The answer must be every line of the records below that holds the word "decode".

--- DATA FOR THE TASK ---

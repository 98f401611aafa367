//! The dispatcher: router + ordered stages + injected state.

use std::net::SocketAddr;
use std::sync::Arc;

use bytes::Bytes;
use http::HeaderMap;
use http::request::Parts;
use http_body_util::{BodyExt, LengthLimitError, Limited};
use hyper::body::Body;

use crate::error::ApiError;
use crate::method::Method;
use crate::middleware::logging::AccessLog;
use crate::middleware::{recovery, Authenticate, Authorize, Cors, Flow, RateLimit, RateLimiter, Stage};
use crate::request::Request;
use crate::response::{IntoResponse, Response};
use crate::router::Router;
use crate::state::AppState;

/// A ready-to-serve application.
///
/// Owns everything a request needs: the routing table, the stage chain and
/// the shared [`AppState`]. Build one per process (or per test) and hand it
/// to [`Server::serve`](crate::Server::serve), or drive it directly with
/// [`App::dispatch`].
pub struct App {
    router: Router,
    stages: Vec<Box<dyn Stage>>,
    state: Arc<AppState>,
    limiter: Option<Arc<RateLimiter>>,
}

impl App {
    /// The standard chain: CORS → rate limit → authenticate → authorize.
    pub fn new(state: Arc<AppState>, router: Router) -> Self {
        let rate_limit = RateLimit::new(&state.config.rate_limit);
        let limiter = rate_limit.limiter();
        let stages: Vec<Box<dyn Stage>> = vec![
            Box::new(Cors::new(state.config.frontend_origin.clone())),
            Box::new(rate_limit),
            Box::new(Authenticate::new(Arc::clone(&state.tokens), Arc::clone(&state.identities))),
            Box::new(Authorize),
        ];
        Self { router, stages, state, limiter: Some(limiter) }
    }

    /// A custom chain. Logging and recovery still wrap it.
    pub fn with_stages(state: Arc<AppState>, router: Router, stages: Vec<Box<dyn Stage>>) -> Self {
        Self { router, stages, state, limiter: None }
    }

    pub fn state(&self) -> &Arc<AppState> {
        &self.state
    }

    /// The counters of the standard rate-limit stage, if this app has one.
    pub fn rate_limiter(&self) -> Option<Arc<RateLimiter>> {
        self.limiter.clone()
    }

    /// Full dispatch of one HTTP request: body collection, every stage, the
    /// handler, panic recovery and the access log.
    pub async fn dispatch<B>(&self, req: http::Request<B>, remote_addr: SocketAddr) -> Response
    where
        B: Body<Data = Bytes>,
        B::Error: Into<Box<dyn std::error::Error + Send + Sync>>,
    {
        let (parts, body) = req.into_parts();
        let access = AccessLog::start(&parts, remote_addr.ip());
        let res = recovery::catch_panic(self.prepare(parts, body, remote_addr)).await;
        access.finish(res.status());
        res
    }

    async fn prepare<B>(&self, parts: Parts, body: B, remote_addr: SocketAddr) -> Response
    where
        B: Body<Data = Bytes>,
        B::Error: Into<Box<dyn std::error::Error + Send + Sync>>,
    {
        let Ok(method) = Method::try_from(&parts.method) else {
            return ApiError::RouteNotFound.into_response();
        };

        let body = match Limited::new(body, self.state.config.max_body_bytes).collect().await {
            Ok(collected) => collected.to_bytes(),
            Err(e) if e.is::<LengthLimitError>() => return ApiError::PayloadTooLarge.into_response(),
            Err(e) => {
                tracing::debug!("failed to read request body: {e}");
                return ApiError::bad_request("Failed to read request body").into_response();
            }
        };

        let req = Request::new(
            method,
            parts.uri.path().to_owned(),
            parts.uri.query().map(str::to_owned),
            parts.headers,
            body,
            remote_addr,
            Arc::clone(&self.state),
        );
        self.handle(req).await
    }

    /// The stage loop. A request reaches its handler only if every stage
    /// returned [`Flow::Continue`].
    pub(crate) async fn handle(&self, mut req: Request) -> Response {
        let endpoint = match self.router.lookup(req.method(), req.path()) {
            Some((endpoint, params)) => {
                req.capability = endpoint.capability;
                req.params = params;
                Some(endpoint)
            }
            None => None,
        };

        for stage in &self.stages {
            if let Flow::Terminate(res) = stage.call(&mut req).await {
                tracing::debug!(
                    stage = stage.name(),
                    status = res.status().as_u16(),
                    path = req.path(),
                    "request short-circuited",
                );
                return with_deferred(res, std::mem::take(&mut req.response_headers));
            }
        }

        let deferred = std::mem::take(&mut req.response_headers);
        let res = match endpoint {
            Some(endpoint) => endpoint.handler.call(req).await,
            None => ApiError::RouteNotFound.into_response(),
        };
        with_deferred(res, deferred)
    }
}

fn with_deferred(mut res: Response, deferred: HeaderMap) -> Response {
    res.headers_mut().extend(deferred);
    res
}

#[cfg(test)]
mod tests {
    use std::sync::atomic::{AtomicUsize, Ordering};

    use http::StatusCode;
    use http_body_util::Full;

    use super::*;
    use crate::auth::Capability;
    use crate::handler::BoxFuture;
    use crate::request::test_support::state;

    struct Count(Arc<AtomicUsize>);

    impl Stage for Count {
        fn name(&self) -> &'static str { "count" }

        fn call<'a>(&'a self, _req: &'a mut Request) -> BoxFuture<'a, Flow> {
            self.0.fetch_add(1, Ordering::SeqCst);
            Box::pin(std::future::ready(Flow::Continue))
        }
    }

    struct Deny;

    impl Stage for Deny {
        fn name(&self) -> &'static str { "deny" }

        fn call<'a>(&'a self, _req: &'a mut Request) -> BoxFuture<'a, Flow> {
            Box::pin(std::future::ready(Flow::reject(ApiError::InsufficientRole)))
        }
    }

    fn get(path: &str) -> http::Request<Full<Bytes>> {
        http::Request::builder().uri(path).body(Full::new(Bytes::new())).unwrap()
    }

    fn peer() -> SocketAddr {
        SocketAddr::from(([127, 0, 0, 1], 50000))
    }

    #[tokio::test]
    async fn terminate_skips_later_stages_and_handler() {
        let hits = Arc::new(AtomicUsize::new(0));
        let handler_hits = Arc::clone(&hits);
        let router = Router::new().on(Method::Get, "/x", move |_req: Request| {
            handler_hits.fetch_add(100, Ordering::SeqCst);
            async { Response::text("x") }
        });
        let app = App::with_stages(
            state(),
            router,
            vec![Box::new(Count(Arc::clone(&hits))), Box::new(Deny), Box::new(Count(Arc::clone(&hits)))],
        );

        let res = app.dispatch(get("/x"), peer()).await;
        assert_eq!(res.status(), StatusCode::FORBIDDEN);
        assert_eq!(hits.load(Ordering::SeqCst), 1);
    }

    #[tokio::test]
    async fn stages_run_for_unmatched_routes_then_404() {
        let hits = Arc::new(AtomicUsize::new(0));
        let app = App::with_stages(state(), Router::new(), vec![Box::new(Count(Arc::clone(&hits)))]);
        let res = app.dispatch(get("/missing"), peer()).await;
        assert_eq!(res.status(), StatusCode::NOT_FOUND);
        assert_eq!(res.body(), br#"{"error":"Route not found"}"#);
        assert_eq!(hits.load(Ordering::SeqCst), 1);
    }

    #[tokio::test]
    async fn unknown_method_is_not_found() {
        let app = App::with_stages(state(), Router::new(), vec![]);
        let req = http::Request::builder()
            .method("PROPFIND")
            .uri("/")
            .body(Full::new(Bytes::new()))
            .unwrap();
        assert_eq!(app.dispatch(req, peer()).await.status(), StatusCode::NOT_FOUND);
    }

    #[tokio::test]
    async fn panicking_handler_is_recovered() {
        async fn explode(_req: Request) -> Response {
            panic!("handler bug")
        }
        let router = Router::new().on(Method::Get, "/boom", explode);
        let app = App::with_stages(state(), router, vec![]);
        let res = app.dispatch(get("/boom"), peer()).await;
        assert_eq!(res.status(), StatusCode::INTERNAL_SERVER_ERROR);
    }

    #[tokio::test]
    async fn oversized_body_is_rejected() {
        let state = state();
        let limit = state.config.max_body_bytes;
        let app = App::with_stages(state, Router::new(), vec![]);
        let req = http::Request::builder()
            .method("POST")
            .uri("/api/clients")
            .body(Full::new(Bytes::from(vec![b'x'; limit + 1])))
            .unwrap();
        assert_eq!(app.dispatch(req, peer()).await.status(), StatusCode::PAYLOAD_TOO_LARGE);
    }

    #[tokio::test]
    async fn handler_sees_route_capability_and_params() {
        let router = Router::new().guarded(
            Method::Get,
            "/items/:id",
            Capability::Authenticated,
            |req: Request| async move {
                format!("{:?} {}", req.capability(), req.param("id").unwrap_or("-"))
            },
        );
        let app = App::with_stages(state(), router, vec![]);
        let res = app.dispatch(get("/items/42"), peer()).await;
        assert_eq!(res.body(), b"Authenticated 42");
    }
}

---
--- DATA FOR THE TASK ---

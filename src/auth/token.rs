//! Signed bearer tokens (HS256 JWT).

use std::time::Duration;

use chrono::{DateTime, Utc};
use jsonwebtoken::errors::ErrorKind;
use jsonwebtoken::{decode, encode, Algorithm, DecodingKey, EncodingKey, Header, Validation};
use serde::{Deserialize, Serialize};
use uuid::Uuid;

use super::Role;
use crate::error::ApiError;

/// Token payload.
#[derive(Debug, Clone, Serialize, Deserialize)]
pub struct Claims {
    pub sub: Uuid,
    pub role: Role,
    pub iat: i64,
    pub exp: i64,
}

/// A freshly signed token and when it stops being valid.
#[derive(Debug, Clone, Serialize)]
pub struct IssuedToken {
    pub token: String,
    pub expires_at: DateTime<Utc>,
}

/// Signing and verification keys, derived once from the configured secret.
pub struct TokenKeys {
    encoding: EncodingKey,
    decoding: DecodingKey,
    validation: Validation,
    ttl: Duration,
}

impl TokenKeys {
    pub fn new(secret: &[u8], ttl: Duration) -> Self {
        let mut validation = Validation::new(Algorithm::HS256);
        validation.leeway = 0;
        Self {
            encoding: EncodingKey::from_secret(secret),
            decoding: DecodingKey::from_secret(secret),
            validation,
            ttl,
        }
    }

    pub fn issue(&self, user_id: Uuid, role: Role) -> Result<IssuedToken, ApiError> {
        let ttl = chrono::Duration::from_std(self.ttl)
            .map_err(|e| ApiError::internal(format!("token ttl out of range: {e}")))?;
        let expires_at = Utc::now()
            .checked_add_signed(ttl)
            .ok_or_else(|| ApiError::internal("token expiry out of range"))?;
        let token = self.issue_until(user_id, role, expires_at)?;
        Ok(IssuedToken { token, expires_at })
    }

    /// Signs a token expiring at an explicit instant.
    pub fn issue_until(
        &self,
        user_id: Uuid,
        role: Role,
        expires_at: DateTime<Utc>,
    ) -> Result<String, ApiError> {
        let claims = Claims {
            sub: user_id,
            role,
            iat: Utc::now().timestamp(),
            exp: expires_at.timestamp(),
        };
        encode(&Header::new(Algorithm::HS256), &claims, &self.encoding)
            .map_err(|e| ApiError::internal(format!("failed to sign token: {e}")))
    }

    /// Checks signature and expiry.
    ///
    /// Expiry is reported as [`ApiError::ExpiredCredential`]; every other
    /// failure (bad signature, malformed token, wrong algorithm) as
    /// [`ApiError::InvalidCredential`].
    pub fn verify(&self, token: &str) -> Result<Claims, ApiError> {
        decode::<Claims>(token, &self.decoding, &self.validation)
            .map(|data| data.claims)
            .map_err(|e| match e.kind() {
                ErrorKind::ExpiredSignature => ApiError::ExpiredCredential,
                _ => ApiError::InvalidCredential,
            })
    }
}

---

▶ **SOLUTION TO THIS EXERCISE**:
use jsonwebtoken::{decode, encode, Algorithm, DecodingKey, EncodingKey, Header, Validation};
        decode::<Claims>(token, &self.decoding, &self.validation)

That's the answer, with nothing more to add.